- _PROBLEM REQUIREMENTS_
If a line in the entries below contains the word "Rounds", it counts; report how many such lines there are, and only that number.

- _DATASET EXTRACT_
________________

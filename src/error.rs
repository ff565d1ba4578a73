use thiserror::Error;

/// Top-level error type for the hitbox crate.
#[derive(Debug, Error)]
pub enum HitboxError {
    #[error(transparent)]
    Geometry(#[from] GeometryError),

    #[error(transparent)]
    Operation(#[from] OperationError),
}

/// Errors related to geometric computations.
///
/// `Parallel` and `DisjointSegments` are the two ways a line intersection
/// can fail; callers are expected to branch on them rather than bail out.
#[derive(Debug, Clone, PartialEq, Error)]
pub enum GeometryError {
    #[error("parallel")]
    Parallel,

    #[error("segments don't intersect")]
    DisjointSegments,

    #[error("degenerate geometry: {0}")]
    Degenerate(String),

    #[error("zero-length vector")]
    ZeroVector,
}

/// Errors related to shape queries.
#[derive(Debug, Clone, PartialEq, Error)]
pub enum OperationError {
    #[error("invalid argument: {0}")]
    InvalidArgument(String),
}

/// Convenience type alias for results using [`HitboxError`].
pub type Result<T> = std::result::Result<T, HitboxError>;
use std::f64::consts::PI;

/// Returns `-1.0`, `0.0` or `1.0` according to the sign of `value`.
///
/// Unlike [`f64::signum`], zero (of either sign) maps to `0.0`.
#[must_use]
pub fn sign(value: f64) -> f64 {
    if value > 0.0 {
        1.0
    } else if value < 0.0 {
        -1.0
    } else {
        0.0
    }
}

/// Clamps `value` into `[low, high]`.
///
/// Computed as `min(max(low, value), high)`, so an inverted range yields
/// `high` instead of panicking like [`f64::clamp`].
#[must_use]
pub fn clamp(low: f64, value: f64, high: f64) -> f64 {
    low.max(value).min(high)
}

/// Linear interpolation from `a` to `b`.
#[must_use]
pub fn lerp(a: f64, b: f64, t: f64) -> f64 {
    a + (b - a) * t
}

/// Cosine interpolation from `a` to `b`: eases in and out around the ends.
#[must_use]
pub fn cerp(a: f64, b: f64, t: f64) -> f64 {
    let f = (1.0 - (t * PI).cos()) * 0.5;
    a * (1.0 - f) + b * f
}

/// Rounds `value` to `decimals` decimal places (half away from zero).
///
/// Negative `decimals` round to tens, hundreds, and so on.
#[must_use]
pub fn round_to(value: f64, decimals: i32) -> f64 {
    let scale = 10.0_f64.powi(decimals);
    (value * scale).round() / scale
}

/// Rounds `value` to the nearest multiple of `multiple`.
///
/// A zero multiple leaves the value unchanged.
#[allow(clippy::float_cmp)]
#[must_use]
pub fn round_to_multiple(value: f64, multiple: f64) -> f64 {
    if multiple == 0.0 {
        return value;
    }
    (value / multiple).round() * multiple
}

#[cfg(test)]
mod tests {
    use super::*;
    use approx::assert_relative_eq;

    #[test]
    fn sign_of_zero_is_zero() {
        assert_eq!(sign(0.0), 0.0);
        assert_eq!(sign(-0.0), 0.0);
        assert_eq!(sign(3.5), 1.0);
        assert_eq!(sign(-1e-300), -1.0);
    }

    #[test]
    fn clamp_inside_and_outside() {
        assert_eq!(clamp(0.0, 5.0, 10.0), 5.0);
        assert_eq!(clamp(0.0, -5.0, 10.0), 0.0);
        assert_eq!(clamp(0.0, 15.0, 10.0), 10.0);
    }

    #[test]
    fn clamp_inverted_range_does_not_panic() {
        assert_eq!(clamp(10.0, 5.0, 0.0), 0.0);
    }

    #[test]
    fn lerp_endpoints_and_midpoint() {
        assert_eq!(lerp(2.0, 6.0, 0.0), 2.0);
        assert_eq!(lerp(2.0, 6.0, 1.0), 6.0);
        assert_eq!(lerp(2.0, 6.0, 0.5), 4.0);
    }

    #[test]
    fn cerp_matches_lerp_at_key_points() {
        assert_relative_eq!(cerp(2.0, 6.0, 0.0), 2.0);
        assert_relative_eq!(cerp(2.0, 6.0, 0.5), 4.0, epsilon = 1e-12);
        assert_relative_eq!(cerp(2.0, 6.0, 1.0), 6.0, epsilon = 1e-12);
        // Eased: slower than linear near the start.
        assert!(cerp(0.0, 1.0, 0.25) < lerp(0.0, 1.0, 0.25));
    }

    #[test]
    fn round_to_decimals() {
        assert_relative_eq!(round_to(3.14159, 2), 3.14);
        assert_relative_eq!(round_to(2.5, 0), 3.0);
        assert_relative_eq!(round_to(1234.0, -2), 1200.0, epsilon = 1e-9);
    }

    #[test]
    fn round_to_multiples() {
        assert_relative_eq!(round_to_multiple(17.0, 5.0), 15.0);
        assert_relative_eq!(round_to_multiple(18.0, 5.0), 20.0);
        assert_relative_eq!(round_to_multiple(0.7, 0.25), 0.75);
        assert_eq!(round_to_multiple(7.3, 0.0), 7.3);
    }
}
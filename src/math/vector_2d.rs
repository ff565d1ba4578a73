use super::{Point2, Point3, Vector2};
use crate::error::GeometryError;

/// Returns the angle, in radians, of the direction from `from` to `to`.
#[must_use]
pub fn angle_between(from: &Point2, to: &Point2) -> f64 {
    (to.y - from.y).atan2(to.x - from.x)
}

/// Circular mean of a set of angles, in radians.
///
/// Averaging on the unit circle keeps `-170°` and `170°` from averaging to
/// zero.
///
/// # Errors
///
/// Returns `GeometryError::Degenerate` if `angles` is empty.
pub fn average_angle(angles: &[f64]) -> Result<f64, GeometryError> {
    if angles.is_empty() {
        return Err(GeometryError::Degenerate(
            "cannot average an empty set of angles".into(),
        ));
    }
    let (sin, cos) = angles
        .iter()
        .fold((0.0, 0.0), |(s, c), a| (s + a.sin(), c + a.cos()));
    Ok(sin.atan2(cos))
}

/// Euclidean distance between two 2D points.
#[must_use]
pub fn distance_2d(a: &Point2, b: &Point2) -> f64 {
    nalgebra::distance(a, b)
}

/// Euclidean distance between two 3D points.
#[must_use]
pub fn distance_3d(a: &Point3, b: &Point3) -> f64 {
    nalgebra::distance(a, b)
}

/// Normalizes `v`, returning the unit vector together with the original length.
///
/// # Errors
///
/// Returns `GeometryError::ZeroVector` if `v` has zero length.
#[allow(clippy::float_cmp)]
pub fn normalize(v: &Vector2) -> Result<(Vector2, f64), GeometryError> {
    let len = v.norm();
    if len == 0.0 {
        return Err(GeometryError::ZeroVector);
    }
    Ok((v / len, len))
}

________________

- _RESPONSE TO THE TASK_
2